TASK DETAILS:
If a line of the data below contains the string "choose", count it, then state the total alone.

INFORMATION GIVEN:
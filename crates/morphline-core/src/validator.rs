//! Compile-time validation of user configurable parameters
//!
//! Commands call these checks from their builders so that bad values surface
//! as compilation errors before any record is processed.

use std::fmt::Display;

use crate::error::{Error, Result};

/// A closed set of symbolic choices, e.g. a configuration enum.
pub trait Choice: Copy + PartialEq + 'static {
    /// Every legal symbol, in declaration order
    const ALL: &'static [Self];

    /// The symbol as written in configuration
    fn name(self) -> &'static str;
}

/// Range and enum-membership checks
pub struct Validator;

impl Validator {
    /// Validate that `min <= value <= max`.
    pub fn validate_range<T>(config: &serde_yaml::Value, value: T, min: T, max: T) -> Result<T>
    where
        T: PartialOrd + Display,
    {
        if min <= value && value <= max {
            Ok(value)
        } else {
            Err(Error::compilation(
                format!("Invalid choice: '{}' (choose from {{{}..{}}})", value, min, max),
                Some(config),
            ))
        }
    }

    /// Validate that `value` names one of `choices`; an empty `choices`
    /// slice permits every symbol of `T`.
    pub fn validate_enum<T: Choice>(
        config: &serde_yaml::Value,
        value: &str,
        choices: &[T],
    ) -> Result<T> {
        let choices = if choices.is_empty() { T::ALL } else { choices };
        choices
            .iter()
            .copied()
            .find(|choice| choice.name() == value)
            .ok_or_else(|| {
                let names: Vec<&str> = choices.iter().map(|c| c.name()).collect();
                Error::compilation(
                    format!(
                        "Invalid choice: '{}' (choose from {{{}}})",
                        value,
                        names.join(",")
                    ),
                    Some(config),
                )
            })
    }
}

COMPLETED EXERCISE:
2